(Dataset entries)
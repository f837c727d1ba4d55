//! Which report files a run writes, and writing them.
//!
//! `per-kind` yields one file per record kind per group space, `combined`
//! one file per group space. Every planned file is written, header-only
//! when it has no rows.

use std::path::{Path, PathBuf};

use zbx_core::enums::{RecordKind, ReportLayout};
use zbx_core::responses::ReportFileSummary;
use zbx_core::{GroupSpace, ReportGroups};

use crate::{ReportError, export};

/// One report file to be written.
#[derive(Debug, Clone)]
pub struct PlannedReport<'a> {
    pub path: PathBuf,
    pub space: &'a GroupSpace,
    /// `None` for a combined file.
    pub kind: Option<RecordKind>,
}

impl PlannedReport<'_> {
    fn groups(&self) -> ReportGroups {
        match self.kind {
            Some(kind) => self.space.groups.only_kind(kind),
            None => self.space.groups.clone(),
        }
    }
}

/// File name for one report, e.g. `zabbix_unsupported_items_by_host.csv`.
#[must_use]
pub fn file_name(space: &GroupSpace, kind: Option<RecordKind>) -> String {
    let stem = kind.map_or("all", RecordKind::file_stem);
    format!("zabbix_unsupported_{stem}_by_{}.csv", space.kind.as_str())
}

/// Plan the report files for `spaces` under `output_dir`.
#[must_use]
pub fn plan<'a>(
    spaces: &'a [GroupSpace],
    layout: ReportLayout,
    output_dir: &Path,
) -> Vec<PlannedReport<'a>> {
    let kinds: Vec<Option<RecordKind>> = match layout {
        ReportLayout::PerKind => RecordKind::ALL.into_iter().map(Some).collect(),
        ReportLayout::Combined => vec![None],
    };

    spaces
        .iter()
        .flat_map(|space| {
            kinds.iter().map(move |&kind| PlannedReport {
                path: output_dir.join(file_name(space, kind)),
                space,
                kind,
            })
        })
        .collect()
}

/// Write every report for `spaces`, creating `output_dir` if needed.
///
/// # Errors
///
/// Returns [`ReportError`] on the first directory or file that cannot be
/// written. Files written before the failure are left in place.
pub fn write_reports(
    spaces: &[GroupSpace],
    layout: ReportLayout,
    output_dir: &Path,
) -> Result<Vec<ReportFileSummary>, ReportError> {
    std::fs::create_dir_all(output_dir).map_err(|source| ReportError::CreateDir {
        path: output_dir.to_path_buf(),
        source,
    })?;

    let mut written = Vec::new();
    for report in plan(spaces, layout, output_dir) {
        let rows = export(&report.groups(), &report.path, report.space.kind.group_label())?;
        written.push(ReportFileSummary {
            path: report.path.display().to_string(),
            group_space: report.space.kind,
            kind: report.kind,
            rows,
        });
    }
    Ok(written)
}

- _TASK DIRECTIONS_: Copy exactly the line that contains "let mut written = Vec::new();" and every line after it, up to and including the last line of the records.

- _RESULT OF THIS EXERCISE_:
    let mut written = Vec::new();
    for report in plan(spaces, layout, output_dir) {
        let rows = export(&report.groups(), &report.path, report.space.kind.group_label())?;
        written.push(ReportFileSummary {
            path: report.path.display().to_string(),
            group_space: report.space.kind,
            kind: report.kind,
            rows,
        });
    }
    Ok(written)
}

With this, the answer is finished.